An In-Depth Analysis of Advanced Time Series Forecasting Models for the Open RAN
Date
2024-05Abstract
Forecasting is instrumental to efficiently manage network resources. In this workshop paper, we make the following contributions. First, we carry out the first assessment of recently proposed advanced forecasting techniques by the AI community, namely DLinear and PatchTST, when applied to the prediction of mobile traffic load and number of users connected to a single Base Station (BS ). We compare these techniques with the well-known Long-Short Term Memory (LSTM) models that are widely adopted in mobile network tasks.
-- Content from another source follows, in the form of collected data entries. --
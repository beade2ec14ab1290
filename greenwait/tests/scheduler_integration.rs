//! Scheduler integration tests for greenwait.
//!
//! Drives the loop tick by tick against the in-memory store, scripted grid
//! readings and a mock completion provider: deadline dispatch, bounded
//! retries, degraded signals, storage faults and two loops sharing a store.

use std::sync::Arc;

use greenwait::*;
use greenwait_testkit::{
    FlakyJobStore, JobFixture, MockCompletionProvider, RecordingPublisher,
    ScriptedIntensitySource,
};

struct Harness {
    store: Arc<dyn JobStore>,
    source: ScriptedIntensitySource,
    provider: MockCompletionProvider,
    events: RecordingPublisher,
    oracle: Arc<IntensityOracle>,
    scheduler: SchedulerLoop,
}

fn oracle_config() -> OracleConfig {
    OracleConfig {
        min_refresh_interval_secs: 0,
        ..OracleConfig::default()
    }
}

fn harness(store: Arc<dyn JobStore>, source: ScriptedIntensitySource) -> Harness {
    harness_with(store, source, MockCompletionProvider::new())
}

fn harness_with(
    store: Arc<dyn JobStore>,
    source: ScriptedIntensitySource,
    provider: MockCompletionProvider,
) -> Harness {
    harness_configured(store, source, provider, SchedulerConfig::default())
}

fn harness_configured(
    store: Arc<dyn JobStore>,
    source: ScriptedIntensitySource,
    provider: MockCompletionProvider,
    config: SchedulerConfig,
) -> Harness {
    let events = RecordingPublisher::new();
    let oracle = Arc::new(
        IntensityOracle::new(Arc::new(source.clone()), &oracle_config())
            .with_events(Arc::new(events.clone())),
    );
    let adapter = Arc::new(ExecutionAdapter::new(
        Arc::new(provider.clone()),
        ExecutionConfig::default(),
    ));
    let scheduler = SchedulerLoopBuilder::new(config)
        .with_store(Arc::clone(&store))
        .with_oracle(Arc::clone(&oracle))
        .with_adapter(adapter)
        .with_events(Arc::new(events.clone()))
        .build()
        .expect("build scheduler");

    Harness {
        store,
        source,
        provider,
        events,
        oracle,
        scheduler,
    }
}

async fn tick(h: &Harness) -> TickReport {
    let report = h.scheduler.tick().await.expect("tick");
    h.scheduler.drain().await;
    report
}

#[tokio::test]
async fn overdue_job_runs_on_dirty_grid() {
    let store: Arc<dyn JobStore> = Arc::new(InMemoryJobStore::new());
    let h = harness(Arc::clone(&store), ScriptedIntensitySource::steady(900.0));

    let id = JobFixture::new()
        .baseline(300.0)
        .overdue()
        .insert_into(store.as_ref())
        .await;

    let report = tick(&h).await;
    assert_eq!(report.dispatched, 1);

    let job = h.store.get(id).await.unwrap();
    assert_eq!(job.status, JobStatus::Completed);
    assert_eq!(job.dispatch_intensity, Some(900.0));

    let reasons: Vec<DispatchReason> = h
        .events
        .for_job(id)
        .into_iter()
        .filter_map(|p| match p {
            EventPayload::Dispatched { reason, .. } => Some(reason),
            _ => None,
        })
        .collect();
    assert_eq!(reasons, vec![DispatchReason::Deadline]);
}

#[tokio::test]
async fn failing_provider_exhausts_retries_then_fails() {
    let store: Arc<dyn JobStore> = Arc::new(InMemoryJobStore::new());
    let h = harness_with(
        Arc::clone(&store),
        ScriptedIntensitySource::steady(400.0),
        MockCompletionProvider::failing("connection reset"),
    );

    let id = JobFixture::new()
        .baseline(500.0)
        .window(Window::FortyEightHours)
        .insert_into(store.as_ref())
        .await;

    tick(&h).await;
    let job = h.store.get(id).await.unwrap();
    assert_eq!(job.status, JobStatus::Pending);
    assert_eq!(job.retry_count, 1);
    assert_eq!(job.dispatch_intensity, Some(400.0));

    // The grid turns dirty; retries still go out and keep the first
    // dispatch reading.
    h.source.set_steady(Some(800.0));
    for _ in 0..3 {
        tick(&h).await;
    }

    let job = h.store.get(id).await.unwrap();
    assert_eq!(job.status, JobStatus::Failed);
    assert_eq!(job.retry_count, 3);
    assert_eq!(job.dispatch_intensity, Some(400.0));
    assert!(job.last_error.unwrap().contains("connection reset"));
    h.provider.assert_call_count_eq(4);

    let requeues = h
        .events
        .count_matching(|p| matches!(p, EventPayload::Requeued { .. }));
    let failures = h
        .events
        .count_matching(|p| matches!(p, EventPayload::Failed { .. }));
    assert_eq!(requeues, 3);
    assert_eq!(failures, 1);

    // Terminal jobs are never picked up again.
    let report = tick(&h).await;
    assert_eq!(report.evaluated, 0);
    h.provider.assert_call_count_eq(4);
}

#[tokio::test]
async fn transient_failure_recovers_on_retry() {
    let store: Arc<dyn JobStore> = Arc::new(InMemoryJobStore::new());
    let h = harness(Arc::clone(&store), ScriptedIntensitySource::steady(350.0));
    h.provider
        .push_error(ExecutionError::Transport("connection reset".into()));
    h.provider.push_response("<p>second time lucky</p>", 6);

    let id = JobFixture::new()
        .baseline(350.0)
        .insert_into(store.as_ref())
        .await;

    tick(&h).await;
    tick(&h).await;

    let job = h.store.get(id).await.unwrap();
    assert_eq!(job.status, JobStatus::Completed);
    assert_eq!(job.retry_count, 1);
    let result = job.result.unwrap();
    assert_eq!(result.text, "<p>second time lucky</p>");
    assert_eq!(result.token_count, 6);
}

#[tokio::test]
async fn degraded_signal_holds_jobs_on_stale_reading() {
    let store: Arc<dyn JobStore> = Arc::new(InMemoryJobStore::new());
    let source = ScriptedIntensitySource::new();
    source.push(350.0);
    source.push_failure();
    let h = harness(Arc::clone(&store), source);

    let id = JobFixture::new()
        .baseline(300.0)
        .insert_into(store.as_ref())
        .await;

    let first = tick(&h).await;
    assert!(!first.degraded);
    assert_eq!(first.held, 1);

    let second = tick(&h).await;
    assert!(second.degraded);
    assert_eq!(second.held, 1);

    let job = h.store.get(id).await.unwrap();
    assert_eq!(job.status, JobStatus::Pending);
    assert_eq!(job.latest_intensity, 350.0);

    let current = h.oracle.current().unwrap();
    assert!(current.stale);
    assert_eq!(current.intensity, 350.0);
    assert_eq!(
        h.events
            .count_matching(|p| matches!(p, EventPayload::SignalDegraded { .. })),
        1
    );
}

#[tokio::test]
async fn local_trough_dispatches_above_baseline() {
    let store: Arc<dyn JobStore> = Arc::new(InMemoryJobStore::new());
    let source = ScriptedIntensitySource::steady(450.0);
    source.set_history(&[500.0, 480.0, 460.0]);
    let h = harness(Arc::clone(&store), source);
    assert_eq!(h.oracle.prime().await, 3);

    let id = JobFixture::new()
        .baseline(440.0)
        .window(Window::TwentyFourHours)
        .insert_into(store.as_ref())
        .await;

    let report = tick(&h).await;
    assert_eq!(report.dispatched, 1);
    assert_eq!(
        h.store.get(id).await.unwrap().status,
        JobStatus::Completed
    );
    assert!(h.events.for_job(id).iter().any(|p| matches!(
        p,
        EventPayload::Dispatched {
            reason: DispatchReason::LocalTrough,
            ..
        }
    )));
}

#[tokio::test]
async fn storage_outage_fails_tick_and_next_tick_recovers() {
    let flaky = FlakyJobStore::new(InMemoryJobStore::new());
    let store: Arc<dyn JobStore> = Arc::new(flaky.clone());
    let h = harness(Arc::clone(&store), ScriptedIntensitySource::steady(200.0));

    let id = JobFixture::new()
        .baseline(300.0)
        .insert_into(flaky.inner())
        .await;

    // One failure for the lease scan, one for the pending listing.
    flaky.fail_next(2);
    let err = h.scheduler.tick().await.unwrap_err();
    assert!(matches!(err, SchedulerError::Storage(_)));

    let report = tick(&h).await;
    assert_eq!(report.dispatched, 1);
    assert_eq!(
        flaky.inner().get(id).await.unwrap().status,
        JobStatus::Completed
    );
}

#[tokio::test]
async fn lost_claim_is_counted_and_retried_next_tick() {
    let flaky = FlakyJobStore::new(InMemoryJobStore::new());
    let store: Arc<dyn JobStore> = Arc::new(flaky.clone());
    let h = harness(Arc::clone(&store), ScriptedIntensitySource::steady(200.0));

    let id = JobFixture::new()
        .baseline(300.0)
        .insert_into(flaky.inner())
        .await;

    flaky.conflict_next(1);
    let report = tick(&h).await;
    assert_eq!(report.conflicts, 1);
    assert_eq!(report.dispatched, 0);
    h.provider.assert_call_count_eq(0);

    let report = tick(&h).await;
    assert_eq!(report.dispatched, 1);
    assert_eq!(
        flaky.inner().get(id).await.unwrap().status,
        JobStatus::Completed
    );
    assert_eq!(flaky.applied_transitions(JobStatus::Dispatched), 1);
}

#[tokio::test]
async fn two_loops_sharing_a_store_never_double_dispatch() {
    let shared = InMemoryJobStore::new();
    let store: Arc<dyn JobStore> = Arc::new(shared.clone());
    let provider = MockCompletionProvider::new();

    let a = harness_with(
        Arc::clone(&store),
        ScriptedIntensitySource::steady(250.0),
        provider.clone(),
    );
    let b = harness_with(
        Arc::clone(&store),
        ScriptedIntensitySource::steady(250.0),
        provider.clone(),
    );

    let mut ids = Vec::new();
    for i in 0..25 {
        let id = JobFixture::new()
            .prompt(format!("prompt {i}"))
            .baseline(300.0)
            .insert_into(store.as_ref())
            .await;
        ids.push(id);
    }

    // Each loop claims at most its execution slots per tick.
    let mut dispatched = 0;
    for _ in 0..10 {
        let (ra, rb) = tokio::join!(a.scheduler.tick(), b.scheduler.tick());
        let (ra, rb) = (ra.unwrap(), rb.unwrap());
        a.scheduler.drain().await;
        b.scheduler.drain().await;
        dispatched += ra.dispatched + rb.dispatched;
        if dispatched == 25 {
            break;
        }
    }

    assert_eq!(dispatched, 25);
    provider.assert_call_count_eq(25);
    for id in ids {
        let job = shared.get(id).await.unwrap();
        assert_eq!(job.status, JobStatus::Completed);
        assert_eq!(job.retry_count, 0);
    }
}

#[tokio::test]
async fn intake_to_completion_read_model() {
    let store: Arc<dyn JobStore> = Arc::new(InMemoryJobStore::new());
    let source = ScriptedIntensitySource::new();
    source.push(420.0);
    source.set_steady(Some(380.0));
    let h = harness(Arc::clone(&store), source);
    h.provider.push_response("<p>Wind turns slowly</p>", 8);

    h.oracle.refresh().await.unwrap();
    let intake = Intake::new(
        Arc::clone(&store),
        Arc::clone(&h.oracle),
        IntakeConfig::default(),
        "PJM Interconnection",
    )
    .with_events(Arc::new(h.events.clone()));

    let id = intake
        .submit(IntakeRequest::new("write a haiku", "gpt-4o-mini", "12 hr"))
        .await
        .unwrap();

    let pending = intake.get(id).await.unwrap();
    assert_eq!(pending.status, JobStatus::Pending);
    assert_eq!(pending.carbon_intensity_scheduled, 420.0);

    tick(&h).await;

    let done = intake.get(id).await.unwrap();
    assert_eq!(done.status, JobStatus::Completed);
    assert_eq!(done.prompt, "write a haiku");
    assert_eq!(done.model, "gpt-4o-mini");
    assert_eq!(done.schedule, Window::TwelveHours);
    assert_eq!(done.carbon_intensity_scheduled, 420.0);
    assert_eq!(done.carbon_intensity_dispatched, Some(380.0));
    assert_eq!(done.result.as_deref(), Some("<p>Wind turns slowly</p>"));
    assert_eq!(done.token_count, Some(8));
    assert!(done.dispatched_at.is_some());

    let calls = h.provider.calls();
    assert_eq!(calls.len(), 1);
    assert_eq!(calls[0].prompt, "write a haiku");
    assert_eq!(calls[0].max_output_tokens, 100);

    let kinds: Vec<&'static str> = h
        .events
        .for_job(id)
        .iter()
        .map(|p| match p {
            EventPayload::Created { .. } => "created",
            EventPayload::Dispatched { .. } => "dispatched",
            EventPayload::Completed { .. } => "completed",
            _ => "other",
        })
        .collect();
    assert_eq!(kinds, vec!["created", "dispatched", "completed"]);

    assert_eq!(intake.list().await.unwrap().len(), 1);
}

#[tokio::test]
async fn queued_jobs_wait_for_a_slot_instead_of_losing_their_lease() {
    let store: Arc<dyn JobStore> = Arc::new(InMemoryJobStore::new());
    let provider = MockCompletionProvider::new();
    provider.set_delay(std::time::Duration::from_millis(1500));
    let h = harness_configured(
        Arc::clone(&store),
        ScriptedIntensitySource::steady(350.0),
        provider,
        SchedulerConfig {
            max_concurrent_executions: 1,
            execution_lease_secs: 2,
            ..SchedulerConfig::default()
        },
    );

    let a = JobFixture::new()
        .prompt("first")
        .baseline(400.0)
        .insert_into(store.as_ref())
        .await;
    let b = JobFixture::new()
        .prompt("second")
        .baseline(400.0)
        .insert_into(store.as_ref())
        .await;

    let first = h.scheduler.tick().await.unwrap();
    assert_eq!(first.dispatched, 1);
    assert_eq!(first.deferred, 1);
    assert_eq!(h.store.get(b).await.unwrap().status, JobStatus::Pending);

    tokio::time::sleep(std::time::Duration::from_millis(2200)).await;
    let second = h.scheduler.tick().await.unwrap();
    h.scheduler.drain().await;

    assert_eq!(second.reclaimed, 0);
    assert_eq!(second.dispatched, 1);
    h.provider.assert_call_count_eq(2);
    for id in [a, b] {
        let job = h.store.get(id).await.unwrap();
        assert_eq!(job.status, JobStatus::Completed);
        assert_eq!(job.retry_count, 0);
        assert!(job.last_error.is_none());
    }
    assert_eq!(
        h.events
            .count_matching(|p| matches!(p, EventPayload::Requeued { .. })),
        0
    );
}
//! Benchmarks for the dispatch decision and a full tick using criterion.
//!
//! - Single policy evaluation against a full history ring
//! - Policy sweep over a batch of pending jobs
//! - One scheduler tick over 500 held jobs (in-memory store)

#![allow(missing_docs)]

use std::sync::Arc;

use chrono::{Duration, Utc};
use criterion::{BenchmarkId, Criterion, Throughput, criterion_group, criterion_main};
use greenwait::*;
use greenwait_testkit::{JobFixture, MockCompletionProvider, ScriptedIntensitySource, sample, trend};
use tokio::runtime::Runtime;

/// Creates a tokio runtime for async benchmarks.
fn create_runtime() -> Runtime {
    Runtime::new().expect("Failed to create tokio runtime")
}

fn history(len: usize) -> Vec<IntensitySample> {
    let values: Vec<f64> = (0..len).map(|i| 300.0 + (i % 7) as f64 * 15.0).collect();
    trend(&values)
}

/// Benchmark: one evaluation that falls through every rule.
fn bench_evaluate_single(c: &mut Criterion) {
    let policy = DispatchPolicy::default();
    let job = JobFixture::new().baseline(250.0).build();
    let latest = sample(420.0);
    let now = Utc::now();

    let mut group = c.benchmark_group("evaluate_single");
    for len in [3usize, 24, 96] {
        let history = history(len);
        group.bench_with_input(BenchmarkId::from_parameter(len), &history, |b, history| {
            b.iter(|| policy.evaluate(&job, Some(&latest), history, now));
        });
    }
    group.finish();
}

/// Benchmark: evaluate a batch of jobs with mixed deadlines.
fn bench_evaluate_batch(c: &mut Criterion) {
    let policy = DispatchPolicy::default();
    let latest = sample(380.0);
    let history = history(24);
    let now = Utc::now();

    let mut group = c.benchmark_group("evaluate_batch");
    for size in [100usize, 1000] {
        let jobs: Vec<Job> = (0..size)
            .map(|i| {
                JobFixture::new()
                    .baseline(300.0 + (i % 200) as f64)
                    .submitted_ago(Duration::minutes((i % 500) as i64))
                    .build()
            })
            .collect();

        group.throughput(Throughput::Elements(size as u64));
        group.bench_with_input(BenchmarkId::from_parameter(size), &jobs, |b, jobs| {
            b.iter(|| {
                jobs.iter()
                    .filter(|job| policy.evaluate(job, Some(&latest), &history, now).is_some())
                    .count()
            });
        });
    }
    group.finish();
}

/// Benchmark: one tick where every job is held.
///
/// Measures listing, evaluation and the skip of unchanged intensity
/// refreshes without any execution cost.
fn bench_tick_held(c: &mut Criterion) {
    let rt = create_runtime();

    let store = InMemoryJobStore::new();
    rt.block_on(async {
        for _ in 0..500 {
            JobFixture::new()
                .baseline(100.0)
                .window(Window::FortyEightHours)
                .insert_into(&store)
                .await;
        }
    });

    let oracle = Arc::new(IntensityOracle::new(
        Arc::new(ScriptedIntensitySource::steady(100.5)),
        &OracleConfig {
            min_refresh_interval_secs: 0,
            ..OracleConfig::default()
        },
    ));
    let adapter = Arc::new(ExecutionAdapter::new(
        Arc::new(MockCompletionProvider::new()),
        ExecutionConfig::default(),
    ));
    let scheduler = SchedulerLoopBuilder::new(SchedulerConfig::default())
        .with_store(Arc::new(store))
        .with_oracle(oracle)
        .with_adapter(adapter)
        // A flat grid would otherwise turn into a trough after three ticks.
        .with_policy(DispatchPolicy::new(PolicyConfig {
            trough_min_samples: usize::MAX,
        }))
        .build()
        .expect("build scheduler");

    let mut group = c.benchmark_group("tick");
    group.throughput(Throughput::Elements(500));
    group.bench_function("held_500", |b| {
        b.to_async(&rt).iter(|| async {
            let report = scheduler.tick().await.expect("tick should succeed");
            assert_eq!(report.held, 500);
        });
    });
    group.finish();
}

criterion_group!(
    benches,
    bench_evaluate_single,
    bench_evaluate_batch,
    bench_tick_held
);
criterion_main!(benches);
Second, we analyze the accuracy tradeoff of these Artificial Intelligence (AI) techniques for single-
and multi-step prediction horizons. Third, we profile the operation of all these black-box predictors with an EXplainable Artificial Intelligence ( XAI) lens by using AIChronoLens, a new tool that links legacy XAI explanations with the temporal properties of the input sequences. We find that DLinear excels in single-step horizon predictions while PatchTST and LSTM are more accurate in multi-step horizon predictions. Our XAI study reveals that, unlike PatchTST and LSTM, DLinear focuses its prediction decisions
on a few key samples of the input sequences, which ultimately lets it match the ground truth closely.